Sports is supposed to be the sacred place. When we bring our children to sporting events, we think we’re signing them up for exercise, friendship and all the other positive life experiences that should come from kicking, throwing, punting, jumping, passing and team building. We want to trust the men and women who oversee our children in what should be sacrosanct moments — but as National Teamer Cindy Gordon’s story of being sexually groomed and abused by her youth coach showed us, all too often we can’t.

“If Cindy’s story helps one person, one child, one family, then it was worth it,” said her long-time friend and teammate, Amy Allmann Griffin. “My guess is her story will help a lot of people, because there a lot of people who need it, too many women who already lived through what Cindy has endured — due to a lack of knowledge of the risks.”
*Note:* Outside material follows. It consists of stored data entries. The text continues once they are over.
//! # licenser
//!
//! A tool that inserts, removes, or detects license header blocks in source
//! files across heterogeneous programming languages.
//!
//! `licenser` modifies source files in place and is idempotent by
//! construction: repeated application never duplicates or corrupts a header,
//! and an add followed by a delete restores the original file. Each language
//! is modeled by a comment grammar (a repeated line prefix like `# ...` or
//! `// ...`, or an enclosing block like `/* ... */`), and presence detection
//! uses tolerant matching that survives whitespace drift but never crosses
//! comment symbols.
//!
//! ## Features
//!
//! * Add, remove, or list license headers across a set of files, directories,
//!   and glob patterns
//! * File-type detection by filename rule, shebang interpreter, extension,
//!   and magic-number signature (binaries are skipped, not corrupted)
//! * Shebang-aware placement: the header lands after interpreter-directive
//!   lines, never before them
//! * Prune rules to exclude vendored or generated paths from a scan
//! * Atomic file replacement, so an interrupted run never truncates a file
//! * Grammar overrides per extension or filename via `.licenser.toml`
//!
//! ## Usage as a Library
//!
//! This crate can be used as a library in your Rust projects:
//!
//! ```rust,no_run
//! use licenser::file_types::TypeRegistry;
//! use licenser::processor::{Licenser, LicenserConfig, Operation};
//!
//! fn main() -> anyhow::Result<()> {
//!     let licenser = Licenser::new(LicenserConfig {
//!         registry: TypeRegistry::builtin(),
//!         license_text: "Copyright 2026 ACME".to_string(),
//!         operation: Operation::Add,
//!         prune_patterns: vec![],
//!         recurse: true,
//!     })?;
//!
//!     let reports = licenser.process(&["src".to_string()])?;
//!
//!     for report in &reports {
//!         println!("{}: {}", report.path.display(), report.outcome);
//!     }
//!
//!     Ok(())
//! }
//! ```
//!
//! ## Modules
//!
//! * [`commenter`] - Comment grammars and the render/strip transform
//! * [`file_types`] - File classification into grammar-carrying types
//! * [`processor`] - The per-file add/remove/detect state machine
//! * [`config`] - Grammar overrides from `.licenser.toml`
//! * [`logging`] - Logging utilities for verbose output
//!
//! [`commenter`]: crate::commenter
//! [`file_types`]: crate::file_types
//! [`processor`]: crate::processor
//! [`config`]: crate::config
//! [`logging`]: crate::logging

// Re-export modules for public API
pub mod cli;
pub mod commenter;
pub mod config;
pub mod file_types;
pub mod logging;
pub mod output;
pub mod processor;
pub mod report;

// Note: the logging macros (info_log!, verbose_log!) are exported from the
// crate root by #[macro_export] in the logging module.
The responses from Cindy's revelation continue to bear that out. She reported being overwhelmed by the number of women who reached out to her, many of them saying in essence, “Me, too.” I also heard from some of these women, yet I did receive one anonymous on-line comment about how my selection of current headlines, plucked from a selection of the nation’s newspapers, was “sensationalistic.” One organization told me off the record that the issue of sexual abuse of players by coaches was “one-in-a-million,” and not something they had ever heard about in their own club. I’m still waiting for a call back from that club’s president for an on-the-record quote.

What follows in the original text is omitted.